▶ [Prompt] Below are entries. Copy exactly the lines running from the line that holds "for commit ordering." to the line that holds "not modify anything.", with both ends included.

---------- Available data ----------

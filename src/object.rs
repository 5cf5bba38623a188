//! The versioned-object contract every MVCC participant implements.
//!
//! The engine never looks inside a participant's values: speculative state
//! travels through the sandbox as type-erased boxes, and `setup` hands back
//! an opaque [`Token`] that the same walk later feeds to `commit` or
//! `rollback`.

use std::any::Any;
use std::sync::Arc;

use crate::epoch::Epoch;

/// A speculative value owned by the transaction sandbox.
pub type LocalValue = Box<dyn Any + Send>;

/// Opaque per-object state produced by [`Participant::setup`] and consumed
/// by exactly one of [`Participant::commit`] or [`Participant::rollback`].
pub struct Token(pub(crate) TokenKind);

#[derive(Debug)]
pub(crate) enum TokenKind {
    /// Nothing beyond the version table was staged.
    InMemory,
    /// The object was removed; `old_offset` holds the on-disk bytes to
    /// reclaim once no snapshot can reach them.
    Removed { old_offset: Option<u64> },
    /// A staged value was serialized into the arena at `new_offset`;
    /// `old_offset` is the serialization it supersedes.
    Value { new_offset: u64, old_offset: Option<u64> },
    /// A manager directory was serialized into the arena at `new_offset`.
    Directory { new_offset: u64 },
}

impl Token {
    /// Token for participants with no external state to finalize.
    pub fn noop() -> Self {
        Token(TokenKind::InMemory)
    }
}

/// The eight-operation capability set of a versioned object.
///
/// `check`/`setup`/`commit`/`rollback` are invoked by the sandbox's commit
/// walk, in chain order (descendants before ancestors). `cleanup` and
/// `rename_epoch` are invoked by the snapshot registry once a historical
/// version can no longer be observed. None of these operations may fail
/// other than in the ways their signatures express: `check` and `setup`
/// report conflicts by returning `false`/`None`, everything else must
/// succeed or panic on a broken invariant.
pub trait Participant: Send + Sync {
    /// The object that must commit after (and be torn down after) this one.
    ///
    /// Parent links form a DAG used only for commit ordering.
    fn parent(&self) -> Option<Arc<dyn Participant>>;

    /// Fast pre-flight run before the commit mutex is taken. May return a
    /// false positive (`setup` can still fail) but never a false negative.
    /// Must not modify anything.
    fn check(
        &self,
        old_epoch: Epoch,
        new_epoch: Epoch,
        staged: Option<&(dyn Any + Send)>,
    ) -> bool;

    /// Attempt to stage the speculative value into the version table and
    /// any external store. `staged` is `None` for a removal. Returning
    /// `None` signals failure and aborts the commit.
    fn setup(
        &self,
        old_epoch: Epoch,
        new_epoch: Epoch,
        staged: Option<&(dyn Any + Send)>,
    ) -> Option<Token>;

    /// Finalize a successful `setup`. Must not fail. Runs after the epoch
    /// has been advanced, so the staged version is already current.
    fn commit(self: Arc<Self>, new_epoch: Epoch, token: Token);

    /// Undo a successful `setup`. Must not fail.
    fn rollback(
        &self,
        new_epoch: Epoch,
        staged: Option<&(dyn Any + Send)>,
        token: Token,
    );

    /// Remove the historical version whose lower bound is
    /// `unused_valid_from`. Panics if no such version exists.
    fn cleanup(&self, unused_valid_from: Epoch, trigger_epoch: Epoch);

    /// Relabel the version previously valid from `old_valid_from` to begin
    /// at `new_valid_from`. Returns the following neighbor's lower bound,
    /// or 0 when the relabeled version borders the current value.
    fn rename_epoch(&self, old_valid_from: Epoch, new_valid_from: Epoch) -> Epoch;

    /// Dispose of a speculative value the sandbox still owns at teardown.
    fn destroy_local_value(&self, value: LocalValue) {
        drop(value);
    }
}
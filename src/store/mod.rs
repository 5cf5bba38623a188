//! The persistent object store: a directory of typed versioned objects
//! bound to one memory-mapped arena.

mod arena;
mod manager;
mod persist;
mod pvo;

pub use arena::Arena;
pub use manager::ObjectId;
pub use persist::Persist;
pub use pvo::Handle;

use std::path::Path;
use std::sync::{Arc, OnceLock};

use crate::epoch::Engine;
use crate::error::{Result, UmbralError};
use crate::object::Participant;
use crate::transaction::Transaction;

use manager::{Directory, PvoEntry, PvoManager};
use pvo::TypedPvo;

pub(crate) struct StoreInner {
    pub(crate) engine: Engine,
    pub(crate) arena: Arena,
    root: OnceLock<Arc<PvoManager>>,
}

impl StoreInner {
    pub(crate) fn root(&self) -> &Arc<PvoManager> {
        self.root.get().expect("root directory is set during open")
    }
}

/// A persistent object store.
///
/// Objects live behind dense ids in the store's root directory; their
/// committed values are serialized into the arena and survive reopening
/// the file. All mutation happens inside transactions begun with
/// [`Store::begin`]; commit sequences are not journaled, so durability
/// extends to clean closes only.
pub struct Store {
    inner: Arc<StoreInner>,
}

impl Store {
    /// Creates a new store file of `size` bytes. Fails if the file exists.
    pub fn create(path: impl AsRef<Path>, size: u64) -> Result<Store> {
        let engine = Engine::new();
        let arena = Arena::create(path.as_ref(), size)?;
        let inner = Arc::new(StoreInner {
            engine: engine.clone(),
            arena,
            root: OnceLock::new(),
        });
        let root = PvoManager::new(engine, Arc::downgrade(&inner), Directory::default());
        // Bootstrap: point the Root slot at an empty directory.
        let offset = Directory::default().serialize(&inner.arena)?;
        inner.arena.set_root_offset(offset);
        let _ = inner.root.set(root);
        Ok(Store { inner })
    }

    /// Opens an existing store file and reconstitutes its root directory.
    pub fn open(path: impl AsRef<Path>) -> Result<Store> {
        let engine = Engine::new();
        let arena = Arena::open(path.as_ref())?;
        let root_offset = arena.root_offset();
        if root_offset == 0 {
            return Err(UmbralError::Corruption("root slot was never set".into()));
        }
        let inner = Arc::new(StoreInner {
            engine: engine.clone(),
            arena,
            root: OnceLock::new(),
        });
        let directory = Directory::reconstitute(&inner.arena, root_offset)?;
        let root = PvoManager::new(engine, Arc::downgrade(&inner), directory);
        let _ = inner.root.set(root);
        Ok(Store { inner })
    }

    /// Begins a transaction on the store's engine.
    pub fn begin(&self) -> Transaction {
        self.inner.engine.begin()
    }

    /// The engine backing this store; in-memory [`crate::Versioned`]
    /// objects created against it take part in the same commits.
    pub fn engine(&self) -> &Engine {
        &self.inner.engine
    }

    /// Creates a new persistent object holding `value` and returns its
    /// handle. The object and its id become durable when `tx` commits.
    pub fn construct<T: Persist>(&self, tx: &mut Transaction, value: T) -> Result<Handle<T>> {
        let root = self.inner.root().clone();
        root.ensure_local(tx)?;
        let id = root
            .local_dir(tx)
            .expect("local directory just ensured")
            .entries
            .len() as ObjectId;
        let pvo = TypedPvo::new(
            id,
            self.inner.engine.clone(),
            Arc::downgrade(&self.inner),
            value.clone(),
        );
        {
            let dir = root
                .local_dir_mut(tx)
                .expect("local directory just ensured");
            dir.entries.push(PvoEntry::with_live(pvo.clone()));
            dir.object_count += 1;
        }
        let obj: Arc<dyn Participant> = pvo.clone();
        tx.sandbox_mut().set_local_value(&obj, Some(Box::new(value)));
        Ok(Handle::new(pvo))
    }

    /// Looks up the object stored under `id` as a `T`.
    ///
    /// Objects constructed by `tx` itself are visible before commit. The
    /// live handle is cached in the directory; the first lookup after a
    /// reopen reconstitutes it from the arena.
    pub fn lookup<T: Persist>(&self, tx: &Transaction, id: ObjectId) -> Result<Handle<T>> {
        let root = self.inner.root().clone();
        let entry = root
            .entry_at(tx, id)
            .ok_or(UmbralError::NotFound("object"))?;
        if let Some(live) = entry.live.get() {
            return Handle::downcast(live.clone());
        }
        let offset = entry.offset.ok_or(UmbralError::NotFound("object"))?;
        let value = T::reconstitute(&self.inner.arena, offset)?;
        let pvo = TypedPvo::new(
            id,
            self.inner.engine.clone(),
            Arc::downgrade(&self.inner),
            value,
        );
        // Attach once; a racing lookup's winner is reused by everyone.
        let _ = entry.live.set(pvo);
        let live = entry.live.get().expect("attached above").clone();
        Handle::downcast(live)
    }

    /// Number of live objects visible to `tx`.
    pub fn object_count(&self, tx: &Transaction) -> u64 {
        self.inner.root().object_count_at(tx)
    }

    /// Bytes available for reuse in the arena.
    pub fn free_memory(&self) -> u64 {
        self.inner.arena.free_memory()
    }

    /// Flushes the mapping to disk.
    pub fn flush(&self) -> Result<()> {
        self.inner.arena.flush()
    }
}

----------

▶ [Written answer]
    /// Parent links form a DAG used only for commit ordering.
    fn parent(&self) -> Option<Arc<dyn Participant>>;

    /// Fast pre-flight run before the commit mutex is taken. May return a
    /// false positive (`setup` can still fail) but never a false negative.
    /// Must not modify anything.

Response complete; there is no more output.